The Kenai Peninsula Borough’s budget will take a hit next year due to the global pandemic.
The proposed budget to be discussed at Tuesday’s borough assembly meeting estimates sales tax revenues to be nearly $5 million less than what the department originally budgeted, which was around $27 million. The $4.8 million projected loss of sales tax revenue is a 15% decrease from fiscal year 2020.
The budget will fund the borough’s annual fiscal year, running from July 1 until June 30 2021. Borough Mayor Charlie Pierce has submitted his proposed budget to the assembly, which appropriates $82,824,710 to the borough general fund. The budget funds each of the borough’s departments and assigns contributions to the Kenai Peninsula Borough School District.
A budget presentation included with the proposed budget document shows how other parts of the local economy will be impacted by the COVID-19 pandemic. The presentation says borough residents can expect to see decreasing assessed values, higher delinquency rates for property and sales taxes, high unemployment, low interest rates, low oil prices and higher mill rates or reduced services.
In the proposed budget document, the borough finance department is also projecting a $4.5 million decrease in property taxes, which is anticipated to reduce property tax collections and lower oil and gas property values. Since 2015, oil and gas assessed property has increased 31%, the document said.

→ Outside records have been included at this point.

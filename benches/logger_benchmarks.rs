//! Criterion benchmarks for fanout_log

use criterion::{black_box, criterion_group, criterion_main, BenchmarkId, Criterion, Throughput};
use fanout_log::core::attributes;
use fanout_log::normalize::normalize;
use fanout_log::prelude::*;
use std::sync::Arc;

/// Accepts and discards every event
struct Discard;

impl Destination for Discard {
    fn write_all(&self, buf: &[u8]) -> Result<()> {
        black_box(buf);
        Ok(())
    }

    fn flush(&self) -> Result<()> {
        Ok(())
    }

    fn name(&self) -> &str {
        "discard"
    }
}

fn logger_with(destinations: usize) -> Logger {
    Logger::builder()
        .destinations((0..destinations).map(|_| Arc::new(Discard) as Arc<dyn Destination>))
        .attr(attributes::hostname("bench-host"))
        .build()
}

// ============================================================================
// Fan-out Benchmarks
// ============================================================================

fn bench_fanout(c: &mut Criterion) {
    let mut group = c.benchmark_group("fanout");
    group.throughput(Throughput::Elements(1));

    for destinations in [1usize, 2, 4, 8] {
        let logger = logger_with(destinations);
        group.bench_with_input(
            BenchmarkId::new("audit", destinations),
            &logger,
            |b, logger| {
                b.iter(|| logger.audit(black_box("benchmark event")));
            },
        );
    }

    group.finish();
}

fn bench_filtered(c: &mut Criterion) {
    let logger = logger_with(3);

    c.bench_function("filtered_debug", |b| {
        b.iter(|| logger.debug(black_box("never written")));
    });
}

// ============================================================================
// Serialization Benchmarks
// ============================================================================

fn bench_formatting(c: &mut Criterion) {
    let mut group = c.benchmark_group("formatting");
    let formatter = JsonFormatter::new();
    let bound = [attributes::hostname("bench-host")];

    let plain = LogEntry::new(LogLevel::Audit, "plain message");
    group.bench_function("plain", |b| {
        b.iter(|| formatter.format(black_box(&plain), &bound));
    });

    let structured = LogEntry::new(LogLevel::Audit, "structured message").with_context(
        LogContext::new()
            .with_attr(attributes::category("billing"))
            .with_attr(attributes::action("refund"))
            .with_attr(attributes::user("alice"))
            .with_field("amount_cents", 1299i64),
    );
    group.bench_function("structured", |b| {
        b.iter(|| formatter.format(black_box(&structured), &bound));
    });

    group.finish();
}

fn bench_normalize(c: &mut Criterion) {
    c.bench_function("normalize_hostname", |b| {
        b.iter(|| normalize(black_box("ip-10-0-12-34.eu-west-1.compute.internal")));
    });
}

criterion_group!(
    benches,
    bench_fanout,
    bench_filtered,
    bench_formatting,
    bench_normalize
);
criterion_main!(benches);
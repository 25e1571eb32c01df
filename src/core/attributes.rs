//! Reserved attribute keys and their builders
//!
//! Each builder is pure: it takes typed values and returns an [`Attr`].
//! Arbitrary other keys can still be attached with [`Attr::new`].

use super::log_context::{Attr, FieldValue};

pub const KEY_CATEGORY: &str = "category";
pub const KEY_ACTION: &str = "action";
pub const KEY_USER: &str = "user";
pub const KEY_ERROR: &str = "error";
pub const KEY_EXTENDED: &str = "extended";

/// Bound to every event emitted through a client.
pub const KEY_HOSTNAME: &str = "hostname";

pub fn category(category: impl Into<String>) -> Attr {
    Attr::new(KEY_CATEGORY, category.into())
}

pub fn action(action: impl Into<String>) -> Attr {
    Attr::new(KEY_ACTION, action.into())
}

pub fn user(user: impl Into<String>) -> Attr {
    Attr::new(KEY_USER, user.into())
}

/// Attach an error by its display text.
pub fn error(err: &dyn std::error::Error) -> Attr {
    Attr::new(KEY_ERROR, FieldValue::Error(err.to_string()))
}

/// Extended context holding a single value.
pub fn extended(value: impl Into<FieldValue>) -> Attr {
    Attr::new(KEY_EXTENDED, value.into())
}

/// Extended context holding a nested group of attributes.
///
/// ```
/// use fanout_log::core::attributes::{extended_group, KEY_EXTENDED};
/// use fanout_log::Attr;
///
/// let attr = extended_group(vec![Attr::new("order", 42), Attr::new("retry", true)]);
/// assert_eq!(attr.key, KEY_EXTENDED);
/// ```
pub fn extended_group(attrs: impl IntoIterator<Item = Attr>) -> Attr {
    Attr::new(KEY_EXTENDED, FieldValue::Group(attrs.into_iter().collect()))
}

pub fn hostname(hostname: impl Into<String>) -> Attr {
    Attr::new(KEY_HOSTNAME, hostname.into())
}

#[cfg(test)]
mod tests {
    use super::*;

    #[test]
    fn test_string_builders() {
        assert_eq!(category("auth"), Attr::new("category", "auth"));
        assert_eq!(action("login"), Attr::new("action", "login"));
        assert_eq!(user("alice"), Attr::new("user", "alice"));
    }

    #[test]
    fn test_error_builder_uses_display() {
        let err = std::io::Error::new(std::io::ErrorKind::NotFound, "no such file");
        let attr = error(&err);
        assert_eq!(attr.key, KEY_ERROR);
        assert_eq!(attr.value, FieldValue::Error("no such file".to_string()));
    }

    #[test]
    fn test_extended_single_and_group() {
        assert_eq!(extended(5).value, FieldValue::Int(5));

        let attr = extended_group(vec![Attr::new("a", 1), Attr::new("b", "two")]);
        assert_eq!(
            attr.value.to_json_value(),
            serde_json::json!({"a": 1, "b": "two"})
        );
    }
}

The borough’s total budget includes $71,162,283 in revenues for the general fund, which is made up of $38,708,906 in property tax revenue, $27,431,594 in sales tax revenue, $705,000 in state revenue, $3,740,000 in federal revenue and $576,783 in “other revenues and financing sources.” Expenditures for FY 2021 are expected to exceed those revenues by $11,569,299. Compared to the FY 2020 budget, overall expenditures were reduced by $2,705,717.
The proposed budget includes $50 million for the school district, which is about $2 million less than the district received last year. The max amount the borough can contribute to the district is $52,776,437. The district will provide at least $45 million to the district, the assembly decided at their April 21 meeting.
In his proposed budget document, Pierce said basic services will be maintained at current levels.
Gov. Mike Dunleavy’s most recent vetoes of the community assistance funding and school bond debt reimbursement have been noted as “significant factors in the development” of the proposed budget, the document said. The community assistance veto is a reduction of $830,672 the borough was anticipating. Dunleavy’s veto of the state aid for school construction also reduces $2.6 million from the borough, which is proposed to be made up for by fund balance. Total state revenues are expected to decrease by $330,672, or 32% from FY 2020.
The proposed budget includes some funds to address maintenance and capital facility needs, including $1.25 million to the school facilities project fund to address school buildings.
The proposed budget increases funds for the borough’s solid waste program, due to the department’s ongoing maintenance and contractual obligations and storm water requirements, the document said. The solid waste funds are proposed at $7,962,312, an increase of $164,342 from FY 2020.
Service area budgets are comparable to their FY 2020 budgets, the document said.
The assembly will go through the budget line items over the next month to make adjustments and amendments, before the finalized budget is approved in June. The public will have a chance to speak on the proposed budget at the May 19 and June 2 meetings.